NEW DELHI, April 20: The government admits it has no effective programme to address issues pertaining to HIV/AIDS affected orphans and vulnerable children (OVC) in the country. Apart from the HIV infected children, those who have been orphaned by AIDS need support and treatment as well.

Ajita Singh, for The Statesman.

The Union minister of health and family welfare, Dr Anbumani Ramadoss, apprised the Lok Sabha of this fact recently. According to a statement laid on the table of the House, so far there is no defined strategy to take care of AIDS affected children. While the government is committed to provide due care to the estimated 2.5 million persons living with HIV/AIDS, neither the Central nor state governments have been able to take any special measures to address the constraints or problems being faced by HIV/AIDS affected children, particularly of OVC category across the country, he admitted.

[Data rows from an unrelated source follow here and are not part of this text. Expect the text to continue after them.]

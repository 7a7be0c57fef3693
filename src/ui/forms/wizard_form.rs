//! Onboarding wizard screen

use super::field_renderer::{draw_field, draw_help_text, field_height};
use super::{form_column, stack};
use crate::app::App;
use crate::platform::SUBMIT_SHORTCUT;
use crate::state::forms::{FieldCheck, Wizard, STEPS};
use crate::ui::components::render_button;
use chrono::Local;
use ratatui::{
    layout::{Constraint, Direction, Layout, Rect},
    style::{Color, Modifier, Style},
    text::{Line, Span},
    widgets::{Block, Borders, Paragraph},
    Frame,
};

/// Step tabs, with the current step highlighted and finished ones checked
fn progress_line(wizard: &dyn Wizard) -> Line<'static> {
    let current = wizard.current_step();
    let mut spans = Vec::new();
    for step in 1..=STEPS {
        let (marker, style) = if step < current {
            ("✓", Style::default().fg(Color::Green))
        } else if step == current {
            (
                "●",
                Style::default()
                    .fg(Color::Cyan)
                    .add_modifier(Modifier::BOLD),
            )
        } else {
            ("○", Style::default().fg(Color::DarkGray))
        };
        spans.push(Span::styled(
            format!("{marker} {}", wizard.step_title(step)),
            style,
        ));
        if step < STEPS {
            spans.push(Span::styled("  ─  ", Style::default().fg(Color::DarkGray)));
        }
    }
    Line::from(spans)
}

pub fn draw_wizard(frame: &mut Frame, area: Rect, app: &App) {
    let Some(state) = app.state.wizard.as_ref() else {
        return;
    };
    let wizard = state.wizard();
    let form = wizard.form();
    let step = wizard.current_step();
    let ctx = wizard.context(&app.regions, Local::now().date_naive());

    let column = form_column(area, 72);
    let block = Block::default()
        .title(format!(
            " {} Profile - Step {step} of {STEPS} ",
            wizard.role().label()
        ))
        .borders(Borders::ALL)
        .border_style(Style::default().fg(Color::Cyan));
    let inner = block.inner(column);
    frame.render_widget(block, column);

    let outer = Layout::default()
        .direction(Direction::Vertical)
        .constraints([
            Constraint::Length(2), // Progress
            Constraint::Length(if app.state.region_notice.is_some() { 2 } else { 0 }),
            Constraint::Min(0), // Fields
        ])
        .margin(1)
        .split(inner);

    frame.render_widget(Paragraph::new(progress_line(wizard)), outer[0]);

    if let Some(notice) = &app.state.region_notice {
        frame.render_widget(
            Paragraph::new(Span::styled(
                format!("{notice}. Enter state and district manually."),
                Style::default().fg(Color::Yellow),
            )),
            outer[1],
        );
    }

    let fields = form.fields(step);
    let chunks = Layout::default()
        .direction(Direction::Vertical)
        .constraints(stack(fields.iter().map(field_height)))
        .split(outer[2]);

    for (idx, field) in fields.iter().enumerate() {
        let error = wizard
            .visible_error(&field.name, &ctx)
            .map(FieldCheck::fail);
        draw_field(
            frame,
            chunks[idx],
            field,
            form.active_field == idx,
            error.as_ref(),
        );
    }

    let (label, enabled) = if step < STEPS {
        ("Next", true)
    } else if form.submitting {
        ("Saving...", false)
    } else {
        ("Submit", wizard.can_submit(&ctx))
    };
    render_button(
        frame,
        form_column(chunks[fields.len()], 20),
        label,
        true,
        enabled,
        Color::Green,
    );

    let mut hints = vec![("Tab", "next field"), ("←/→", "choose"), ("Space", "toggle")];
    if step < STEPS {
        hints.push(("Enter", "next step"));
    } else {
        hints.push(("Enter", "submit"));
        hints.push((SUBMIT_SHORTCUT, "submit"));
    }
    if step > 1 {
        hints.push(("Esc", "previous step"));
    }
    draw_help_text(frame, chunks[fields.len() + 1], &hints);
}
//! UI module for rendering the TUI

mod admin;
mod components;
mod dashboard;
mod forms;
mod layout;

use crate::app::App;
use crate::state::View;
use components::{render_confirm_dialog, render_error_dialog};
use ratatui::Frame;

/// Main draw function
pub fn draw(frame: &mut Frame, app: &App) {
    let (header_area, main_area, status_area) = layout::create_layout(frame.area());

    layout::draw_header(frame, header_area, app);

    // Draw main content based on current view
    match &app.state.current_view {
        View::Auth => forms::draw_auth(frame, main_area, app),
        View::Contact => forms::draw_contact(frame, main_area, app),
        View::Wizard => forms::draw_wizard(frame, main_area, app),
        View::Dashboard => dashboard::draw(frame, main_area, app),
        View::Admin => admin::draw(frame, main_area, app),
    }

    layout::draw_status_bar(frame, status_area, app);

    // Overlays, error dialog on top
    if let Some(id) = &app.state.confirm_delete {
        if let Some(message) = app.state.messages.iter().find(|m| &m.id == id) {
            render_confirm_dialog(frame, message);
        }
    }
    if let Some(error) = app.state.current_error() {
        render_error_dialog(frame, error, app.state.queued_errors());
    }
}

#[cfg(test)]
mod tests {
    use super::*;
    use crate::config::TuiConfig;
    use crate::regions::RegionData;
    use crate::store::{AuthProvider, DocumentStore, JsonFileStore, LocalAuth};
    use ratatui::{backend::TestBackend, Terminal};
    use std::sync::Arc;

    fn render(app: &App) -> String {
        let mut terminal = Terminal::new(TestBackend::new(100, 40)).unwrap();
        terminal.draw(|frame| draw(frame, app)).unwrap();
        terminal
            .backend()
            .buffer()
            .content
            .iter()
            .map(|cell| cell.symbol())
            .collect()
    }

    fn app() -> App {
        let store: Arc<dyn DocumentStore> = Arc::new(JsonFileStore::in_memory());
        let auth: Arc<dyn AuthProvider> = Arc::new(LocalAuth::new(store.clone()));
        App::with_collaborators(store, auth, RegionData::default(), TuiConfig::default())
    }

    #[test]
    fn test_login_screen_renders() {
        let screen = render(&app());
        assert!(screen.contains("AgriLink"));
        assert!(screen.contains("Manufacturer"));
        assert!(screen.contains("Login"));
    }

    #[test]
    fn test_error_dialog_overlays_view() {
        let mut app = app();
        app.push_error("Incorrect password");
        let screen = render(&app);
        assert!(screen.contains("Error"));
        assert!(screen.contains("Incorrect password"));
    }

    #[test]
    fn test_wizard_renders_free_text_regions_without_data() {
        let mut app = app();
        app.state.wizard = Some(crate::state::forms::WizardState::for_role(
            crate::state::Role::Farmer,
            &app.regions,
        ));
        app.state.wizard.as_mut().unwrap().wizard_mut().form_mut().step = 2;
        app.state.current_view = View::Wizard;
        let screen = render(&app);
        assert!(screen.contains("Step 2 of 3"));
        assert!(screen.contains("manually"));
    }
}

The reason for this inaction, according to Dr Ramadoss, is the unavailability of data on HIV affected orphans and vulnerable children. “In the absence of data regarding the number of infected and affected orphans and vulnerable children, no defined strategy could be formulated to target the specific group though these children are in as much need of government intervention as are the HIV infected lot,” he stated.

Though the National AIDS Control Organisation (NACO) is carrying out some key programmes to provide support and treatment to some 9,478 infected children of the total 32,803 HIV positive children that the organisation has identified, it feels handicapped in identifying HIV affected orphans. “Actually, keeping track of all HIV affected orphans is a gigantic task,” said Dr Damoder Bachani, joint director, care, support and treatment division of NACO. “Once the parent/s of these HIV affected children die or stop coming to us for treatment we lose all contact with such children,” said Dr Bachani, adding that HIV damages a child’s life in three main ways: through its effects directly on the child, on the child’s family, and on the community that the child is growing up in.

The Lok Sabha was informed that under the National AIDS Control Phase III (NACP-III), 2007-2012, two initiatives have been launched: provision of a specific pediatric fixed dose combination of anti-retroviral drugs to infected children and access to a corpus of $14 million from the Global Fund for AIDS, TB and Malaria Round-IV in 2007-08 for providing a package of services including medical care for opportunistic infections, psycho-social support, supplementary nutrition, education, etc, over a period of five years. All these interventions are also targeting infected and affected children, including orphans, as per the government statement. The programme aims to reach 65,000 children by 2012. Of this 5,500 children have been taken care of and NACP-III is expected to provide assistance to 9,500 more children by this year-end, siad the report tabled in the Lok Sabha.